(Stored data entries)
■ ■ ■

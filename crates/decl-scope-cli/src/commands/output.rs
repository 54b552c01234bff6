//! Shared output formatting for classification reports.

use anyhow::Result;
use decl_scope_core::{Classification, Severity};
use serde::Serialize;
use std::fmt::Write as _;

use crate::OutputFormat;

/// Classification of one file.
#[derive(Debug, Clone, Serialize)]
pub struct FileReport {
    /// File name as given or found.
    pub file: String,
    /// Canonical path the policy saw, if resolvable.
    pub canonical: Option<String>,
    /// Resulting classification.
    pub classification: Classification,
    /// Whether the file has an implementation-file suffix.
    pub implementation_file: bool,
}

/// Number of files per classification.
#[derive(Debug, Clone, Copy, Default, PartialEq, Eq, Serialize)]
#[serde(rename_all = "kebab-case")]
pub struct Counts {
    /// `internal` files.
    pub internal: usize,
    /// `special-subset` files.
    pub special_subset: usize,
    /// `third-party` files.
    pub third_party: usize,
}

impl Counts {
    fn add(&mut self, classification: Classification) {
        match classification {
            Classification::Internal => self.internal += 1,
            Classification::SpecialSubset => self.special_subset += 1,
            Classification::ThirdParty => self.third_party += 1,
        }
    }

    fn get(&self, classification: Classification) -> usize {
        match classification {
            Classification::Internal => self.internal,
            Classification::SpecialSubset => self.special_subset,
            Classification::ThirdParty => self.third_party,
        }
    }

    fn total(&self) -> usize {
        self.internal + self.special_subset + self.third_party
    }
}

/// Result of a classify or scan run.
#[derive(Debug, Clone, Serialize)]
pub struct Report {
    /// Where the policy came from.
    pub config: String,
    /// Severity the rule layer would report at.
    pub error_level: Severity,
    /// Per-file results, in discovery order.
    pub files: Vec<FileReport>,
    /// Totals over `files`.
    pub counts: Counts,
}

impl Report {
    /// Builds a report and computes its totals.
    #[must_use]
    pub fn new(config: String, error_level: Severity, files: Vec<FileReport>) -> Self {
        let mut counts = Counts::default();
        for file in &files {
            counts.add(file.classification);
        }
        Self {
            config,
            error_level,
            files,
            counts,
        }
    }
}

/// Print a report in the specified format.
pub fn print(report: &Report, format: OutputFormat, summary_only: bool) -> Result<()> {
    let rendered = match format {
        OutputFormat::Text => render_text(report, summary_only),
        OutputFormat::Json => render_json(report, summary_only)?,
        OutputFormat::Compact => render_compact(report, summary_only),
    };
    print!("{rendered}");
    Ok(())
}

fn summary_line(counts: &Counts) -> String {
    let parts: Vec<String> = Classification::ALL
        .iter()
        .map(|c| format!("{} {}", counts.get(*c), c))
        .collect();
    format!("{} file(s): {}", counts.total(), parts.join(", "))
}

fn render_text(report: &Report, summary_only: bool) -> String {
    let mut out = String::new();

    if !summary_only {
        for file in &report.files {
            let canonical = file.canonical.as_deref().unwrap_or("(unresolved)");
            let marker = if file.implementation_file { " [impl]" } else { "" };
            let _ = writeln!(
                out,
                "{:<14} {} -> {}{}",
                file.classification, file.file, canonical, marker
            );
        }
        if !report.files.is_empty() {
            out.push('\n');
        }
    }

    let _ = writeln!(out, "{}", summary_line(&report.counts));
    out
}

fn render_json(report: &Report, summary_only: bool) -> Result<String> {
    let json = if summary_only {
        serde_json::to_string_pretty(&report.counts)?
    } else {
        serde_json::to_string_pretty(report)?
    };
    Ok(format!("{json}\n"))
}

fn render_compact(report: &Report, summary_only: bool) -> String {
    let mut out = String::new();
    if summary_only {
        for c in Classification::ALL {
            let _ = writeln!(out, "{c}: {}", report.counts.get(c));
        }
    } else {
        for file in &report.files {
            let _ = writeln!(out, "{}: {}", file.file, file.classification);
        }
    }
    out
}

#[cfg(test)]
mod tests {
    use super::*;

    fn sample() -> Report {
        Report::new(
            "built-in defaults".to_string(),
            Severity::Warning,
            vec![
                FileReport {
                    file: "chrome/foo.cc".to_string(),
                    canonical: Some("/src/chrome/foo.cc".to_string()),
                    classification: Classification::Internal,
                    implementation_file: true,
                },
                FileReport {
                    file: "third_party/zlib/zlib.h".to_string(),
                    canonical: Some("/src/third_party/zlib/zlib.h".to_string()),
                    classification: Classification::ThirdParty,
                    implementation_file: false,
                },
                FileReport {
                    file: "<scratch space>".to_string(),
                    canonical: None,
                    classification: Classification::ThirdParty,
                    implementation_file: false,
                },
            ],
        )
    }

    #[test]
    fn counts_are_totalled() {
        let report = sample();
        assert_eq!(
            report.counts,
            Counts {
                internal: 1,
                special_subset: 0,
                third_party: 2,
            }
        );
    }

    #[test]
    fn text_output() {
        insta::assert_snapshot!(render_text(&sample(), false), @r"
        internal       chrome/foo.cc -> /src/chrome/foo.cc [impl]
        third-party    third_party/zlib/zlib.h -> /src/third_party/zlib/zlib.h
        third-party    <scratch space> -> (unresolved)

        3 file(s): 1 internal, 0 special-subset, 2 third-party
        ");
    }

    #[test]
    fn text_summary_only() {
        assert_eq!(
            render_text(&sample(), true),
            "3 file(s): 1 internal, 0 special-subset, 2 third-party\n"
        );
    }

    #[test]
    fn compact_output() {
        insta::assert_snapshot!(render_compact(&sample(), false), @r"
        chrome/foo.cc: internal
        third_party/zlib/zlib.h: third-party
        <scratch space>: third-party
        ");
        assert_eq!(
            render_compact(&sample(), true),
            "internal: 1\nspecial-subset: 0\nthird-party: 2\n"
        );
    }

    #[test]
    fn json_uses_kebab_case_names() {
        let json = render_json(&sample(), false).unwrap();
        let value: serde_json::Value = serde_json::from_str(&json).unwrap();
        assert_eq!(value["files"][1]["classification"], "third-party");
        assert_eq!(value["counts"]["third-party"], 2);
        assert_eq!(value["error_level"], "warning");
        assert!(value["files"][2]["canonical"].is_null());

        let summary: serde_json::Value =
            serde_json::from_str(&render_json(&sample(), true).unwrap()).unwrap();
        assert_eq!(summary["special-subset"], 0);
    }
}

■ ■ ■

Your objective:
Every line of the data above that includes "scratch" should be listed.

Exercise answer:
                    file: "<scratch space>".to_string(),
        third-party    <scratch space> -> (unresolved)
        <scratch space>: third-party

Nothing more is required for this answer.